(Stored data entries)
mod basis;
mod quadrature;
//! gungnir: matrix-free finite element operators on hexahedral meshes.
//!
//! The crate evaluates the action of a discretized Laplace-type operator on
//! an unstructured mesh of hexahedral elements without ever materializing
//! the operator matrix. Each application integrates the weak-form action
//! cell by cell, with on-the-fly geometric mapping, and accumulates the
//! per-cell contributions into a shared output vector. Cells are processed
//! in parallel; write conflicts on shared dofs are avoided by a coloring
//! pre-pass that partitions the cells into conflict-free batches (see the
//! `gungnir-paradis` crate).
//!
//! The main entry point is [`MatrixFreeLaplace`], which selects a
//! degree-specialized kernel at construction and exposes the operator as a
//! callable over flat vectors of degree-of-freedom values.

pub mod assembly;
pub mod basis;
pub mod error;
pub mod geometry;
pub mod operator;
pub mod procedural;
pub mod quadrature;
pub mod telemetry;

pub use error::{OperatorError, TelemetryError};
pub use operator::{Degree, MatrixFreeLaplace};

pub extern crate nalgebra;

**How to complete this task**
What you copy out must be exactly the lines from the line containing "pub mod telemetry;" through the end of the records.

**Problem solution**
pub mod telemetry;

pub use error::{OperatorError, TelemetryError};
pub use operator::{Degree, MatrixFreeLaplace};

pub extern crate nalgebra;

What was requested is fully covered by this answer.